▶ Task: Which lines of the entries contain the string "MouseEventKind"? Copy each of them.

▶ Data under study:

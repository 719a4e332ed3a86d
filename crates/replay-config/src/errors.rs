use thiserror::Error;

/// `ConfigInvalid` (§7): a field path plus a machine-readable expectation,
/// never a bare string.
#[derive(Debug, Error, Clone, PartialEq, Eq)]
pub enum ConfigError {
    #[error("config field '{field}' is invalid: {expectation}")]
    Invalid { field: String, expectation: String },

    #[error("unknown preset '{0}'")]
    UnknownPreset(String),

    #[error("failed to read config file '{path}': {reason}")]
    Io { path: String, reason: String },

    #[error("failed to parse config: {0}")]
    Parse(String),
}

impl ConfigError {
    pub fn invalid(field: impl Into<String>, expectation: impl Into<String>) -> Self {
        Self::Invalid {
            field: field.into(),
            expectation: expectation.into(),
        }
    }
}
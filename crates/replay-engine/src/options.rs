use step_executor::StepExecutorOptions;

/// Governs one engine run (§4.5, §6 `timing`/`error` config groups).
#[derive(Clone, Debug)]
pub struct ReplayEngineOptions {
    /// Fixed delay between steps, in milliseconds. Ignored when
    /// `human_delay` is set.
    pub step_delay_ms: u64,
    /// When set, the inter-step delay is a uniform random draw from
    /// `[min, max]` milliseconds instead of `step_delay_ms`.
    pub human_delay_ms: Option<(u64, u64)>,
    /// When false, the first step failure transitions the run to `error`.
    pub continue_on_failure: bool,
    /// 0 means unlimited. When non-zero and reached, the run transitions
    /// to `error` even with `continue_on_failure = true`.
    pub max_consecutive_failures: u32,
    pub step_executor_options: StepExecutorOptions,
}

impl Default for ReplayEngineOptions {
    fn default() -> Self {
        Self {
            step_delay_ms: 0,
            human_delay_ms: None,
            continue_on_failure: false,
            max_consecutive_failures: 0,
            step_executor_options: StepExecutorOptions::default(),
        }
    }
}
//! Host messaging contract (§6): the request/response envelope on the
//! host <-> core channel and the fire-and-forget page-context channel.

mod bridge;
mod errors;
mod model;

pub use bridge::{DisconnectedHostBridge, HostBridge};
pub use errors::HostBridgeError;
pub use model::{
    ContentScriptMode, ContentScriptState, HostRequest, HostResponse, PageContextEnvelope,
    PageContextMessage,
};
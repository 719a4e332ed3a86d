//! Typed configuration surface for the replay core: timing, locator,
//! behavior, visual, error, and session groups, with named presets and a
//! layered file/env loader (§6).

mod defaults;
mod errors;
mod loader;
mod model;
mod presets;

pub use defaults::{default_config, DEFAULT_STRATEGY_PRIORITY};
pub use errors::ConfigError;
pub use loader::load_config;
pub use model::{
    BehaviorConfig, ErrorConfig, LocatorConfig, ReplayConfig, ScrollBehavior, ScrollBlock,
    SessionConfig, TimingConfig, VisualConfig,
};
pub use presets::preset;
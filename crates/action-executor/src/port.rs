use async_trait::async_trait;
use core_types::BoundingBox;

use crate::errors::ActionError;
use crate::types::{ScrollBehavior, ScrollBlock};

pub type NodeRef = String;

#[derive(Clone, Copy, Debug, PartialEq, Eq)]
pub enum MouseEventKind {
    MouseDown,
    MouseUp,
    Click,
}

#[derive(Clone, Copy, Debug, PartialEq, Eq)]
pub enum KeyEventKind {
    KeyDown,
    KeyPress,
    KeyUp,
}

/// The seam between the action executor and a live element. A production
/// implementation resolves the native value setter on the element's
/// prototype and dispatches real, trusted-adjacent DOM events; the `fake`
/// module's double records what was dispatched for test assertions.
#[async_trait]
pub trait ActionPort: Send + Sync {
    async fn is_attached(&self, node: &str) -> bool;
    async fn is_visible(&self, node: &str) -> bool;
    async fn is_disabled(&self, node: &str) -> bool;
    async fn bounding_of(&self, node: &str) -> Option<BoundingBox>;

    async fn scroll_into_view(
        &self,
        node: &str,
        block: ScrollBlock,
        behavior: ScrollBehavior,
    ) -> Result<(), ActionError>;

    async fn wait_animations_settled(
        &self,
        node: &str,
        timeout_ms: u64,
    ) -> Result<(), ActionError>;

    async fn highlight(&self, node: &str, duration_ms: u64);

    async fn focus(&self, node: &str) -> Result<(), ActionError>;

    async fn dispatch_mouse_event(
        &self,
        node: &str,
        kind: MouseEventKind,
    ) -> Result<(), ActionError>;

    async fn dispatch_key_event(
        &self,
        node: &str,
        key: &str,
        kind: KeyEventKind,
    ) -> Result<(), ActionError>;

    /// Resolves the element's native value setter (bypassing any
    /// framework override on the prototype), invokes it, then dispatches
    /// `input` (bubbles) followed by `change`.
    async fn set_value_native(&self, node: &str, value: &str) -> Result<(), ActionError>;

    async fn value_of(&self, node: &str) -> Option<String>;
}
use anyhow::{Context, Result};
use tracing_subscriber::{layer::SubscriberExt, util::SubscriberInitExt};

use crate::config::{AppConfig, LoadedConfig};

pub fn init_logging(level: &str, debug: bool) -> Result<()> {
    let level = if debug {
        tracing::Level::DEBUG
    } else {
        level.parse().context("invalid log level")?
    };

    tracing_subscriber::registry()
        .with(
            tracing_subscriber::EnvFilter::try_from_default_env()
                .unwrap_or_else(|_| tracing_subscriber::EnvFilter::new(level.to_string())),
        )
        .with(tracing_subscriber::fmt::layer())
        .init();

    Ok(())
}

/// Loads the effective config: a named preset wins outright; otherwise the
/// layered file/env loader of §6 runs against `config_path`.
pub fn load_effective_config(
    config_path: Option<&std::path::Path>,
    preset: Option<&str>,
) -> crate::errors::AppResult<AppConfig> {
    match preset {
        Some(name) => crate::config::load_preset(name),
        None => crate::config::load_config(config_path).map(|LoadedConfig { config, .. }| config),
    }
}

▶ Output below:
pub enum MouseEventKind {
        kind: MouseEventKind,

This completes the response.